# Instructions for the task
In the entries below, how many lines contain the word "needed"? State the number and nothing more.

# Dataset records
_ _ _ _ _ _ _

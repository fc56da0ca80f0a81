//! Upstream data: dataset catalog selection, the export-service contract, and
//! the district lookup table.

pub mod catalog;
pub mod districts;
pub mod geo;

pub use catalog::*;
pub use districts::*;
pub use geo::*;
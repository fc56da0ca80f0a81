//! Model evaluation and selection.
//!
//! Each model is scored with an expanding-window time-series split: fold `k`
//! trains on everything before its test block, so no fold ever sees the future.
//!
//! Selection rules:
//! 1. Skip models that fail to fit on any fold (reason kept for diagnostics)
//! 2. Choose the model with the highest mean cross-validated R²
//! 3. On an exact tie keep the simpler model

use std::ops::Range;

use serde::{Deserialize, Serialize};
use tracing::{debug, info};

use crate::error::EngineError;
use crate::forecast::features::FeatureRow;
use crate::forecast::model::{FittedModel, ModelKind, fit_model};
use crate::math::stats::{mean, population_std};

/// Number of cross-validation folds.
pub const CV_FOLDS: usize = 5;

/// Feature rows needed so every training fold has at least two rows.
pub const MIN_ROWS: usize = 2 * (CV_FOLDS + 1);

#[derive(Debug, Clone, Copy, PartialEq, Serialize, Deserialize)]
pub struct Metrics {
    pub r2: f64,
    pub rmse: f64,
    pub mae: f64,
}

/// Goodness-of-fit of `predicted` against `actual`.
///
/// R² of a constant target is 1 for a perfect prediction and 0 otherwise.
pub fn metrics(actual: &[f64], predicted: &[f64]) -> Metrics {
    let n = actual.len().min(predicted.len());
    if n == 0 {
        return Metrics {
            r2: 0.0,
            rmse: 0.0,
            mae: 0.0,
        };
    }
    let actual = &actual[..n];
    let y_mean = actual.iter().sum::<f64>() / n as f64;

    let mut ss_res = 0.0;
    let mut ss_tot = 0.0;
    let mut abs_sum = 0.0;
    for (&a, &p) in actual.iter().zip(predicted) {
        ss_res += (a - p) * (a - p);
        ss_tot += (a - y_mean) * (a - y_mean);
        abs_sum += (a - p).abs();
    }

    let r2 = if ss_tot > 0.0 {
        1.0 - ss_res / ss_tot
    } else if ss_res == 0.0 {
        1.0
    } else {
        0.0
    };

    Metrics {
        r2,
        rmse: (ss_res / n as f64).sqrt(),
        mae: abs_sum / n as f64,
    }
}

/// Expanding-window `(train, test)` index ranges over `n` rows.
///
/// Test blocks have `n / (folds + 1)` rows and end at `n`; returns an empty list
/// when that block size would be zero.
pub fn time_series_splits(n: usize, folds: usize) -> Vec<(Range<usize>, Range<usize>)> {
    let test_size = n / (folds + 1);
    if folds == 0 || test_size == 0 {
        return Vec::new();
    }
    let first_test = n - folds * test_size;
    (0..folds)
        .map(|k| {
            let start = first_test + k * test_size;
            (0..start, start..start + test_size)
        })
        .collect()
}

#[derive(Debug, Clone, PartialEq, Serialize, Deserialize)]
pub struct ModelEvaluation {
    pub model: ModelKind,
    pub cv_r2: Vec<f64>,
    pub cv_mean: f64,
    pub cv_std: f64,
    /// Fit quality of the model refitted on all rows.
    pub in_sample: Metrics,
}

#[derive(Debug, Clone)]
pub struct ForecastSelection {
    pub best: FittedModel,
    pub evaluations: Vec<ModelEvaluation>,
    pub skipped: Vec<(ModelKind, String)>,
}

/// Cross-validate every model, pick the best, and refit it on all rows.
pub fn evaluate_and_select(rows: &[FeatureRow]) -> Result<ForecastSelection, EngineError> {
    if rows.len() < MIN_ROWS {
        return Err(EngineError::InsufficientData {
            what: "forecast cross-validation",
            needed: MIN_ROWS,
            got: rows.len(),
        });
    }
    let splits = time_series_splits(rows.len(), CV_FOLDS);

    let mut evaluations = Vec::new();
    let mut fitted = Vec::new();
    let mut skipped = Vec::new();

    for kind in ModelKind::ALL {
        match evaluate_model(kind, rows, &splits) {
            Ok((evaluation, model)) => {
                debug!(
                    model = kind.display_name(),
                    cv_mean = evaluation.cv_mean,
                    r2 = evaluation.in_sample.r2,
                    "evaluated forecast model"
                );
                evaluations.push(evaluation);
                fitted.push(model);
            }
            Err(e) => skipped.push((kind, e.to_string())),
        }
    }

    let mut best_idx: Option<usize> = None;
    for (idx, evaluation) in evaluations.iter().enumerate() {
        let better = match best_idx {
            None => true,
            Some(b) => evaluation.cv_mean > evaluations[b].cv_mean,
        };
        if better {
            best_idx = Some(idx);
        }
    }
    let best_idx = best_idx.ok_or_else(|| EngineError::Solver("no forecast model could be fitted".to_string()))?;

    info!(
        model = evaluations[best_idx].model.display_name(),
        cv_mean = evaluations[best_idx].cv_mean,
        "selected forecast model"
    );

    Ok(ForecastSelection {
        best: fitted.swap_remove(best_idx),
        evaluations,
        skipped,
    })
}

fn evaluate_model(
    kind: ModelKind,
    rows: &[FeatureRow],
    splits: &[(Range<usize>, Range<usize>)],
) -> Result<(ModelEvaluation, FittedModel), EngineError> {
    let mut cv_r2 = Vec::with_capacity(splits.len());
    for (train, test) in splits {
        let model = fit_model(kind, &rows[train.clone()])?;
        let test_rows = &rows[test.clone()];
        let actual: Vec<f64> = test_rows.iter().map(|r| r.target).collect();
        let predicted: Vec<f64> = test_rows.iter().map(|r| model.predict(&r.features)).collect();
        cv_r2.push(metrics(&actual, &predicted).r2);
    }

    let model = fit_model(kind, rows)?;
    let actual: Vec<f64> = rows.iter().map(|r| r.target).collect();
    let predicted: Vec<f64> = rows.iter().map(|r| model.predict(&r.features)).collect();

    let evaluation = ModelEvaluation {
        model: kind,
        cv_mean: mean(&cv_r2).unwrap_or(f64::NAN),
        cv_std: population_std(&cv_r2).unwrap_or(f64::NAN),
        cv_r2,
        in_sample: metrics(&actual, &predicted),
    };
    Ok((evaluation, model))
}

_ _ _ _ _ _ _

# Problem solution
2